Treatment of Pedestrian and Non-Motorised Traffic

Part of Toolkit for the Economic Evaluation of World Bank Transport Projects

(Institute for Transport Studies, University of Leeds, 2003)

 

Pedestrians[*] and Non-Motorised Traffic vehicles (NMTs)[†] are part of the complete transport scene and in some cases form a very important aspect of that scene.  For example pedestrians and non-motorised vehicles may typically compose between 92% and 97% of the traffic volume on low volume rural roads [[1]], and non-motorised traffic forms a sizable percentage of traffic flow in cities within the developing world (e.g. bicycle usage in some Chinese cities).  As with the motorised sector of the transport market, this sector will experience positive and negative impacts as a consequence of a transport investment and the sector therefore needs to be included within the appraisal of that investment. 
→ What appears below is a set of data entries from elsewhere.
use anyhow::Result;
use serde::Deserialize;
use anyhow::anyhow;

pub const DEFAULT_DATABASE_URL: &str = "sqlite://data/astroannotate.db?mode=rwc";
/// Idle/lifetime limit of the in-memory pool (~10 years): a recycled
/// `sqlite::memory:` connection would come back without the schema.
pub const IN_MEMORY_NO_EXPIRY_SECS: u64 = 10 * 365 * 24 * 60 * 60;
pub const DEFAULT_LABELING_BASE_URL: &str = "https://api.openai.com/v1";
pub const DEFAULT_LABELING_MODEL: &str = "gpt-4o-mini";
pub const DEFAULT_LABELING_PROMPT: &str = "Describe the object in this image in one sentence.";

#[derive(Debug, Clone, Deserialize, Default)]
pub struct AppConfig {
    #[serde(default)]
    pub server: ServerConfig,
    #[serde(default)]
    pub database: DatabaseConfig,
    #[serde(default)]
    pub labeling: LabelingConfig,
}

#[derive(Debug, Clone, Deserialize)]
pub struct ServerConfig {
    pub host: String,
    pub port: u16,
    #[serde(default)]
    pub worker_threads: Option<usize>,
}

impl Default for ServerConfig {
    fn default() -> Self {
        Self { host: "127.0.0.1".into(), port: 5000, worker_threads: Some(4) }
    }
}

#[derive(Debug, Clone, Deserialize)]
pub struct DatabaseConfig {
    #[serde(default)]
    pub url: String,
    #[serde(default = "default_max_connections")]
    pub max_connections: u32,
    #[serde(default = "default_min_connections")]
    pub min_connections: u32,
    #[serde(default = "default_connect_timeout")]
    pub connect_timeout_secs: u64,
    /// 0 leaves the sqlx default (10 min).
    #[serde(default = "default_idle_timeout")]
    pub idle_timeout_secs: u64,
    /// 0 leaves the sqlx default (30 min).
    #[serde(default = "default_max_lifetime")]
    pub max_lifetime_secs: u64,
    #[serde(default = "default_acquire_timeout")]
    pub acquire_timeout_secs: u64,
    #[serde(default)]
    pub sqlx_logging: bool,
}

impl Default for DatabaseConfig {
    fn default() -> Self {
        Self {
            url: String::new(),
            max_connections: default_max_connections(),
            min_connections: default_min_connections(),
            connect_timeout_secs: default_connect_timeout(),
            idle_timeout_secs: default_idle_timeout(),
            max_lifetime_secs: default_max_lifetime(),
            acquire_timeout_secs: default_acquire_timeout(),
            sqlx_logging: false,
        }
    }
}

fn default_max_connections() -> u32 { 5 }
fn default_min_connections() -> u32 { 1 }
fn default_connect_timeout() -> u64 { 30 }
fn default_idle_timeout() -> u64 { 600 }
fn default_max_lifetime() -> u64 { 3600 }
fn default_acquire_timeout() -> u64 { 30 }

/// Settings for the labeling service: its own listener plus the vision model it calls.
#[derive(Debug, Clone, Deserialize)]
pub struct LabelingConfig {
    #[serde(default = "default_labeler_host")]
    pub host: String,
    #[serde(default = "default_labeler_port")]
    pub port: u16,
    #[serde(default)]
    pub api_key: String,
    #[serde(default = "default_labeling_base_url")]
    pub base_url: String,
    #[serde(default = "default_labeling_model")]
    pub model: String,
    #[serde(default = "default_labeling_prompt")]
    pub prompt: String,
    #[serde(default = "default_max_completion_tokens")]
    pub max_completion_tokens: u32,
    #[serde(default = "default_labeling_timeout")]
    pub timeout_secs: u64,
    #[serde(default = "default_image_root")]
    pub image_root: String,
}

impl Default for LabelingConfig {
    fn default() -> Self {
        Self {
            host: default_labeler_host(),
            port: default_labeler_port(),
            api_key: String::new(),
            base_url: default_labeling_base_url(),
            model: default_labeling_model(),
            prompt: default_labeling_prompt(),
            max_completion_tokens: default_max_completion_tokens(),
            timeout_secs: default_labeling_timeout(),
            image_root: default_image_root(),
        }
    }
}

fn default_labeler_host() -> String { "127.0.0.1".into() }
fn default_labeler_port() -> u16 { 5001 }
fn default_labeling_base_url() -> String { DEFAULT_LABELING_BASE_URL.into() }
fn default_labeling_model() -> String { DEFAULT_LABELING_MODEL.into() }
fn default_labeling_prompt() -> String { DEFAULT_LABELING_PROMPT.into() }
fn default_max_completion_tokens() -> u32 { 10 }
fn default_labeling_timeout() -> u64 { 30 }
fn default_image_root() -> String { ".".into() }

pub fn load_default() -> Result<AppConfig> {
    let path = std::env::var("CONFIG_PATH").unwrap_or_else(|_| "config.toml".to_string());
    load_from_file(&path)
}

pub fn load_from_file(path: &str) -> Result<AppConfig> {
    let content = std::fs::read_to_string(path)?;
    parse(&content)
}

pub fn parse(content: &str) -> Result<AppConfig> {
    let cfg: AppConfig = toml::from_str(content)?;
    Ok(cfg)
}

impl AppConfig {
    /// Load and validate `config.toml`; a missing file falls back to defaults + env.
    pub fn load_or_env() -> Result<Self> {
        let mut cfg = match load_default() {
            Ok(cfg) => cfg,
            Err(e) if is_not_found(&e) => Self::from_env(),
            Err(e) => return Err(e),
        };
        cfg.normalize_and_validate()?;
        Ok(cfg)
    }

    pub fn from_env() -> Self {
        let mut cfg = Self::default();
        if let Ok(host) = std::env::var("SERVER_HOST") { cfg.server.host = host; }
        if let Some(port) = std::env::var("SERVER_PORT").ok().and_then(|p| p.parse::<u16>().ok()) {
            cfg.server.port = port;
        }
        if let Some(w) = std::env::var("TOKIO_WORKER_THREADS").ok().and_then(|v| v.parse::<usize>().ok()) {
            cfg.server.worker_threads = Some(w);
        }
        if let Ok(host) = std::env::var("LABELER_HOST") { cfg.labeling.host = host; }
        if let Some(port) = std::env::var("LABELER_PORT").ok().and_then(|p| p.parse::<u16>().ok()) {
            cfg.labeling.port = port;
        }
        if let Ok(url) = std::env::var("OPENAI_BASE_URL") { cfg.labeling.base_url = url; }
        if let Ok(model) = std::env::var("LABELING_MODEL") { cfg.labeling.model = model; }
        cfg
    }

    pub fn normalize_and_validate(&mut self) -> Result<()> {
        // 归一化 server
        self.server.normalize()?;
        // 归一化 database（支持从环境变量填充 URL）
        self.database.normalize_from_env();
        self.database.validate()?;
        self.labeling.normalize_from_env();
        self.labeling.validate()?;
        Ok(())
    }
}

fn is_not_found(e: &anyhow::Error) -> bool {
    e.downcast_ref::<std::io::Error>()
        .map(|io| io.kind() == std::io::ErrorKind::NotFound)
        .unwrap_or(false)
}

impl ServerConfig {
    fn normalize(&mut self) -> Result<()> {
        if self.host.trim().is_empty() {
            self.host = "127.0.0.1".to_string();
        }
        if self.port == 0 {
            return Err(anyhow!("server.port 必须在 1..=65535 范围内"));
        }
        if let Some(w) = self.worker_threads {
            if w == 0 { self.worker_threads = Some(4); }
        } else {
            self.worker_threads = Some(4);
        }
        Ok(())
    }
}

impl DatabaseConfig {
    /// Config for a private in-memory database. A single pooled connection keeps
    /// the schema alive for the lifetime of the pool.
    pub fn in_memory() -> Self {
        Self {
            url: "sqlite::memory:".into(),
            max_connections: 1,
            min_connections: 1,
            idle_timeout_secs: IN_MEMORY_NO_EXPIRY_SECS,
            max_lifetime_secs: IN_MEMORY_NO_EXPIRY_SECS,
            ..Self::default()
        }
    }

    pub fn normalize_from_env(&mut self) {
        // 若 TOML 中未提供 URL，则尝试从环境变量填充，最后回退到本地文件
        if self.url.trim().is_empty() {
            self.url = std::env::var("DATABASE_URL")
                .unwrap_or_else(|_| DEFAULT_DATABASE_URL.to_string());
        }
    }

    pub fn validate(&self) -> Result<()> {
        if self.url.trim().is_empty() {
            return Err(anyhow!("database.url 为空；请在 config.toml 或环境变量 DATABASE_URL 中提供"));
        }
        if !self.url.to_lowercase().starts_with("sqlite:") {
            return Err(anyhow!("database.url 必须以 sqlite: 开头"));
        }
        if self.min_connections == 0 {
            return Err(anyhow!("database.min_connections 必须 >= 1"));
        }
        if self.max_connections < self.min_connections {
            return Err(anyhow!("database.max_connections 必须 >= min_connections"));
        }
        if self.connect_timeout_secs == 0 || self.acquire_timeout_secs == 0 {
            return Err(anyhow!("database 超时配置必须为正整数秒"));
        }
        Ok(())
    }

    /// Filesystem path of the database file, if the URL names one.
    pub fn file_path(&self) -> Option<&str> {
        let rest = self.url.strip_prefix("sqlite://").or_else(|| self.url.strip_prefix("sqlite:"))?;
        let path = rest.split('?').next().unwrap_or(rest);
        if path.is_empty() || path == ":memory:" {
            return None;
        }
        Some(path)
    }
}

impl LabelingConfig {
    pub fn normalize_from_env(&mut self) {
        if self.api_key.trim().is_empty() {
            if let Ok(key) = std::env::var("OPENAI_API_KEY").or_else(|_| std::env::var("API_KEY")) {
                self.api_key = key;
            }
        }
        self.base_url = self.base_url.trim_end_matches('/').to_string();
    }

    pub fn validate(&self) -> Result<()> {
        if self.port == 0 {
            return Err(anyhow!("labeling.port 必须在 1..=65535 范围内"));
        }
        let lower = self.base_url.to_lowercase();
        if !(lower.starts_with("http://") || lower.starts_with("https://")) {
            return Err(anyhow!("labeling.base_url 必须以 http:// 或 https:// 开头"));
        }
        if self.model.trim().is_empty() {
            return Err(anyhow!("labeling.model 不能为空"));
        }
        if self.max_completion_tokens == 0 {
            return Err(anyhow!("labeling.max_completion_tokens 必须 >= 1"));
        }
        if self.timeout_secs == 0 {
            return Err(anyhow!("labeling.timeout_secs 必须为正整数秒"));
        }
        Ok(())
    }

    /// The API key is only required by the labeler process, not by the store.
    pub fn require_api_key(&self) -> Result<&str> {
        if self.api_key.trim().is_empty() {
            return Err(anyhow!("labeling.api_key 为空；请在 config.toml 或环境变量 OPENAI_API_KEY 中提供"));
        }
        Ok(&self.api_key)
    }
}
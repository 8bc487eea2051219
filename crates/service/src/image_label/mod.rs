pub mod repository;
pub mod service;

pub use repository::{ImageLabelRepository, SeaOrmImageLabelRepository};
pub use service::ImageLabelService;
pub mod routes;
pub mod startup;
pub mod state;
pub mod errors;
pub mod openapi;

pub use startup::{run_labeler, run_store};
use axum::extract::rejection::{JsonRejection, PathRejection};
use axum::http::StatusCode;
use axum::response::{IntoResponse, Response};
use axum::Json;
use common::types::ErrorBody;
use service::errors::ServiceError;
use service::labeling::LabelingError;
use thiserror::Error;
use tracing::{error, warn};

/// Error returned by every handler: a status code plus `{"error": ..., "detail": ...}`.
///
/// 5xx responses never carry a detail; the cause is logged instead.
#[derive(Debug)]
pub struct JsonApiError {
    pub status: StatusCode,
    pub error: String,
    pub detail: Option<String>,
}

impl JsonApiError {
    pub fn new(status: StatusCode, error: impl Into<String>, detail: Option<String>) -> Self {
        Self { status, error: error.into(), detail }
    }

    /// Map a service failure; `failure` is the message used for statement errors
    /// (e.g. "Failed to insert data").
    pub fn from_service(e: ServiceError, failure: &str) -> Self {
        match e {
            ServiceError::InvalidBody(m) => Self::new(StatusCode::BAD_REQUEST, "Invalid JSON", Some(m)),
            ServiceError::MissingFields(f) => {
                Self::new(StatusCode::BAD_REQUEST, "Missing required fields", Some(f.join(", ")))
            }
            ServiceError::Validation(m) => Self::new(StatusCode::BAD_REQUEST, "Invalid field value", Some(m)),
            ServiceError::NotFound(m) => Self::new(StatusCode::NOT_FOUND, "Not Found", Some(m)),
            ServiceError::Unavailable(m) => {
                error!(err = %m, "database connection failed");
                Self::new(StatusCode::INTERNAL_SERVER_ERROR, "Database connection failed", None)
            }
            ServiceError::Db(m) => {
                error!(err = %m, "{failure}");
                Self::new(StatusCode::INTERNAL_SERVER_ERROR, failure, None)
            }
        }
    }
}

impl IntoResponse for JsonApiError {
    fn into_response(self) -> Response {
        let body = ErrorBody { error: self.error, detail: self.detail };
        (self.status, Json(body)).into_response()
    }
}

impl From<JsonRejection> for JsonApiError {
    fn from(rejection: JsonRejection) -> Self {
        warn!(err = %rejection.body_text(), "rejected request body");
        Self::new(StatusCode::BAD_REQUEST, "Invalid JSON", Some(rejection.body_text()))
    }
}

impl From<PathRejection> for JsonApiError {
    fn from(rejection: PathRejection) -> Self {
        Self::new(StatusCode::BAD_REQUEST, "Invalid id", Some(rejection.body_text()))
    }
}

impl From<LabelingError> for JsonApiError {
    fn from(e: LabelingError) -> Self {
        if e.is_client_error() {
            return Self::new(StatusCode::BAD_REQUEST, e.to_string(), None);
        }
        error!(err = %e, "labeling failed");
        Self::new(StatusCode::INTERNAL_SERVER_ERROR, e.to_string(), None)
    }
}

/// Failures before the listener is up; these end the process.
#[derive(Debug, Error)]
pub enum StartupError {
    #[error("invalid configuration: {0}")]
    InvalidConfig(String),
    #[error("runtime check failed: {0}")]
    Runtime(String),
    #[error(transparent)]
    Any(#[from] anyhow::Error),
}
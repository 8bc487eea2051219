use std::sync::Arc;

use models::image_label::{self, AnnotationInput};
use sea_orm::DatabaseConnection;
use tracing::{debug, info, instrument};

use crate::errors::ServiceError;
use crate::image_label::repository::{ImageLabelRepository, SeaOrmImageLabelRepository};

/// Application service for the annotation store.
///
/// Bodies arrive as untyped JSON and are validated into [`AnnotationInput`]
/// before anything touches storage. Create and update echo the validated input
/// back to the caller rather than the stored row.
#[derive(Clone)]
pub struct ImageLabelService {
    repo: Arc<dyn ImageLabelRepository>,
}

impl ImageLabelService {
    pub fn new(repo: Arc<dyn ImageLabelRepository>) -> Self { Self { repo } }

    pub fn with_db(db: DatabaseConnection) -> Self {
        Self::new(Arc::new(SeaOrmImageLabelRepository { db }))
    }

    #[instrument(skip(self))]
    pub async fn list(&self) -> Result<Vec<image_label::Model>, ServiceError> {
        let rows = self.repo.list().await?;
        info!(count = rows.len(), "list image labels");
        Ok(rows)
    }

    #[instrument(skip(self))]
    pub async fn get(&self, image_id: i64) -> Result<image_label::Model, ServiceError> {
        self.repo
            .get(image_id)
            .await?
            .ok_or_else(|| ServiceError::not_found("image label"))
    }

    #[instrument(skip(self, body))]
    pub async fn create(&self, body: serde_json::Value) -> Result<AnnotationInput, ServiceError> {
        let input = AnnotationInput::from_json(body)?;
        let created = self.repo.create(input.clone()).await?;
        info!(image_id = created.image_id, image_url = %created.image_url, "created image label");
        Ok(input)
    }

    /// Full replacement. An unknown id affects no rows and still succeeds.
    #[instrument(skip(self, body))]
    pub async fn update(&self, image_id: i64, body: serde_json::Value) -> Result<AnnotationInput, ServiceError> {
        let input = AnnotationInput::from_json(body)?;
        let rows_affected = self.repo.update(image_id, input.clone()).await?;
        if rows_affected == 0 {
            debug!(image_id, "update matched no rows");
        } else {
            info!(image_id, "updated image label");
        }
        Ok(input)
    }

    /// Succeeds whether or not the row existed.
    #[instrument(skip(self))]
    pub async fn delete(&self, image_id: i64) -> Result<(), ServiceError> {
        let rows_affected = self.repo.delete(image_id).await?;
        info!(image_id, rows_affected, "deleted image label");
        Ok(())
    }
}
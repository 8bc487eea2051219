//! Process bootstrap shared by the `store` and `labeler` binaries.

use std::future::Future;

use dotenvy::dotenv;
use server::errors::StartupError;
use tracing::{error, info};
use uuid::Uuid;

fn init_logging(service: &'static str) {
    // 提前加载 .env，使得 RUST_LOG / LOG_FORMAT 等环境变量生效
    dotenv().ok();
    common::utils::logging::init_logging_from_env();
    info!(service, event = "logger_init", "tracing subscriber initialized");
}

/// Build the Tokio runtime, run `serve` until it returns or Ctrl+C arrives.
pub fn run<F, Fut>(service: &'static str, serve: F) -> std::process::ExitCode
where
    F: FnOnce() -> Fut,
    Fut: Future<Output = Result<(), StartupError>> + Send + 'static,
{
    init_logging(service);

    // 基础服务上下文（不含敏感信息）
    let service_id = Uuid::new_v4();
    let pid = std::process::id();
    let version = env!("CARGO_PKG_VERSION");

    // Panic 钩子：捕获异常并输出错误日志，便于排查问题
    std::panic::set_hook(Box::new(move |info| {
        error!(
            service,
            event = "panic",
            %service_id,
            pid,
            message = %info,
            "unhandled panic occurred"
        );
    }));

    // 读取线程配置（优先 config.toml，其次环境变量 TOKIO_WORKER_THREADS）
    let worker_threads = match configs::AppConfig::load_or_env() {
        Ok(cfg) => cfg.server.worker_threads,
        Err(_) => std::env::var("TOKIO_WORKER_THREADS").ok().and_then(|v| v.parse::<usize>().ok()),
    };

    let mut builder = tokio::runtime::Builder::new_multi_thread();
    builder.enable_all();
    if let Some(w) = worker_threads { builder.worker_threads(w); }

    let rt = match builder.build() {
        Ok(rt) => rt,
        Err(e) => {
            error!(service, event = "runtime_build_failed", error = %e, "failed to build tokio runtime");
            return std::process::ExitCode::FAILURE;
        }
    };

    info!(
        service,
        event = "start",
        %service_id,
        pid,
        version,
        threads = worker_threads.unwrap_or_default(),
        "service starting"
    );

    let fut = serve();
    rt.block_on(async move {
        let task = tokio::spawn(fut);

        tokio::select! {
            res = task => {
                match res {
                    Ok(Ok(())) => {
                        info!(service, event = "stop", %service_id, pid, "service stopped normally");
                        std::process::ExitCode::SUCCESS
                    }
                    Ok(Err(e)) => {
                        error!(service, event = "run_failed", error = %e, "service returned error");
                        std::process::ExitCode::FAILURE
                    }
                    Err(e) => {
                        error!(service, event = "task_join_error", error = %e, "service task join error");
                        std::process::ExitCode::FAILURE
                    }
                }
            }
            _ = tokio::signal::ctrl_c() => {
                info!(service, event = "shutdown_signal", %service_id, pid, "received Ctrl+C, shutting down");
                std::process::ExitCode::SUCCESS
            }
        }
    })
}
#![cfg(test)]
use migration::MigratorTrait;
use sea_orm::DatabaseConnection;

/// Fresh in-memory database per test, schema applied.
pub async fn get_db() -> Result<DatabaseConnection, anyhow::Error> {
    let db = models::db::connect_in_memory().await?;
    migration::Migrator::up(&db, None).await?;
    Ok(db)
}
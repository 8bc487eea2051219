use sea_orm::DbErr;
use thiserror::Error;

#[derive(Debug, Error)]
pub enum ModelError {
    #[error("invalid body: {0}")]
    InvalidBody(String),
    #[error("missing required fields: {}", .0.join(", "))]
    MissingFields(Vec<&'static str>),
    #[error("validation error: {0}")]
    Validation(String),
    #[error("database unavailable: {0}")]
    Unavailable(String),
    #[error("database error: {0}")]
    Db(String),
}

impl From<DbErr> for ModelError {
    fn from(e: DbErr) -> Self {
        match e {
            // pool could not hand out a connection, or the file could not be opened
            DbErr::ConnectionAcquire(_) | DbErr::Conn(_) => ModelError::Unavailable(e.to_string()),
            other => ModelError::Db(other.to_string()),
        }
    }
}
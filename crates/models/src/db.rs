use std::time::Duration;

use configs::DatabaseConfig;
use sea_orm::{ConnectOptions, Database, DatabaseConnection, DbErr};
use tracing::info;

/// Build the connection pool. Statements check a connection out of the pool and
/// hand it back when they finish, including on error.
pub async fn connect_with_config(cfg: &DatabaseConfig) -> Result<DatabaseConnection, DbErr> {
    let mut opt = ConnectOptions::new(cfg.url.clone());
    opt.max_connections(cfg.max_connections)
        .min_connections(cfg.min_connections)
        .connect_timeout(Duration::from_secs(cfg.connect_timeout_secs))
        .acquire_timeout(Duration::from_secs(cfg.acquire_timeout_secs))
        .sqlx_logging(cfg.sqlx_logging);
    if cfg.idle_timeout_secs > 0 {
        opt.idle_timeout(Duration::from_secs(cfg.idle_timeout_secs));
    }
    if cfg.max_lifetime_secs > 0 {
        opt.max_lifetime(Duration::from_secs(cfg.max_lifetime_secs));
    }
    let db = Database::connect(opt).await?;
    info!(max_connections = cfg.max_connections, "database pool ready");
    Ok(db)
}

/// Private in-memory database, used by tests and throwaway runs.
pub async fn connect_in_memory() -> Result<DatabaseConnection, DbErr> {
    connect_with_config(&DatabaseConfig::in_memory()).await
}
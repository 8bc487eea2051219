//! Non-unique index on `image_labels.image_url`.
//! The same image may be annotated many times; the index only speeds up lookups.
use sea_orm_migration::prelude::*;

use crate::m20250201_000001_create_image_labels::ImageLabels;

#[derive(DeriveMigrationName)]
pub struct Migration;

#[async_trait::async_trait]
impl MigrationTrait for Migration {
    async fn up(&self, manager: &SchemaManager) -> Result<(), DbErr> {
        manager
            .create_index(
                Index::create()
                    .name("idx_image_labels_image_url")
                    .table(ImageLabels::Table)
                    .col(ImageLabels::ImageUrl)
                    .if_not_exists()
                    .to_owned(),
            )
            .await
    }

    async fn down(&self, manager: &SchemaManager) -> Result<(), DbErr> {
        manager
            .drop_index(
                Index::drop()
                    .name("idx_image_labels_image_url")
                    .table(ImageLabels::Table)
                    .to_owned(),
            )
            .await
    }
}
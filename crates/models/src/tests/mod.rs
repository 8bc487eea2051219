

use migration::MigratorTrait;
use sea_orm::DatabaseConnection;

/// Fresh in-memory database with the schema applied.
pub(crate) async fn setup_test_db() -> anyhow::Result<DatabaseConnection> {
    let db = crate::db::connect_in_memory().await?;
    migration::Migrator::up(&db, None).await?;
    Ok(db)
}
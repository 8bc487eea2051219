use models::errors::ModelError;
use thiserror::Error;

#[derive(Debug, Error)]
pub enum ServiceError {
    #[error("invalid body: {0}")]
    InvalidBody(String),
    #[error("missing required fields: {}", .0.join(", "))]
    MissingFields(Vec<&'static str>),
    #[error("validation error: {0}")]
    Validation(String),
    #[error("not found: {0}")]
    NotFound(String),
    #[error("database unavailable: {0}")]
    Unavailable(String),
    #[error("database error: {0}")]
    Db(String),
}

impl ServiceError {
    pub fn not_found(entity: &str) -> Self { Self::NotFound(format!("{} not found", entity)) }
}

impl From<ModelError> for ServiceError {
    fn from(e: ModelError) -> Self {
        match e {
            ModelError::InvalidBody(m) => Self::InvalidBody(m),
            ModelError::MissingFields(f) => Self::MissingFields(f),
            ModelError::Validation(m) => Self::Validation(m),
            ModelError::Unavailable(m) => Self::Unavailable(m),
            ModelError::Db(m) => Self::Db(m),
        }
    }
}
Wheeled NMTs (e.g. bicycles and rickshaws) can experience benefits as smoother roads reduce operating costs and journey times, whether that be in an urban or rural environment.  New roads and smoother roads can also lead to mode switching from pedestrian modes to either wheeled NMTs or motorised vehicles, giving both journey time and operating cost savings.  An increase in the speed of traffic on an upgraded road may result in an increase in the seriousness of road accidents (i.e. an increase in the average number of fatalities per accident), with pedestrians and NMTs being the vulnerable road user groups.  In some situations increases in capacity of urban intersections or urban arterials (e.g. construction of an urban motorway or freeway) may reduce the amount of road space available for NMTs thereby imposing costs (both travel time and operating costs) on that road user group.

As with motorised transport, pedestrians and NMTs may benefit from a transport investment in the following manners:

·                    Operating cost savings;

·                    Travel time savings; and

·                    Accident and Safety impacts.

 

The inclusion of benefits to pedestrians and NMTs can form a significant proportion of the total scheme benefits for investments such as low volume rural roads (see Note Low Volume Rural Roads [Link]). 

Section 1 sets out the treatment of operating costs for pedestrian and NMTs, whilst Section 2 describes the treatment of travel time savings and Section 3 accidents.  Section 4 presents a summary of the main points of this note.

1                   Operating Costs

Methods for calculating the non-motorised traffic user cost savings from road improvements have only recently been developed and become a part of project evaluation.  Studies in Bangladesh and Indonesia have estimated user costs for a set of NMTs and the results of these studies have been integrated in the HDM4 model (Padeco, 1996 [[2]]; World Bank, 1996 [[3]]; and Odoki and Kerali, 1999 [[4]]). 

Box 1 discusses the method used to calculate the Rickshaw costs in Bangladesh.  Box 2 in the Note Low Volume Rural Roads [Link] presents pedestrian load carrying operating costs and potential cost savings associated with modal switch from the portering of goods to the transfer of goods by truck.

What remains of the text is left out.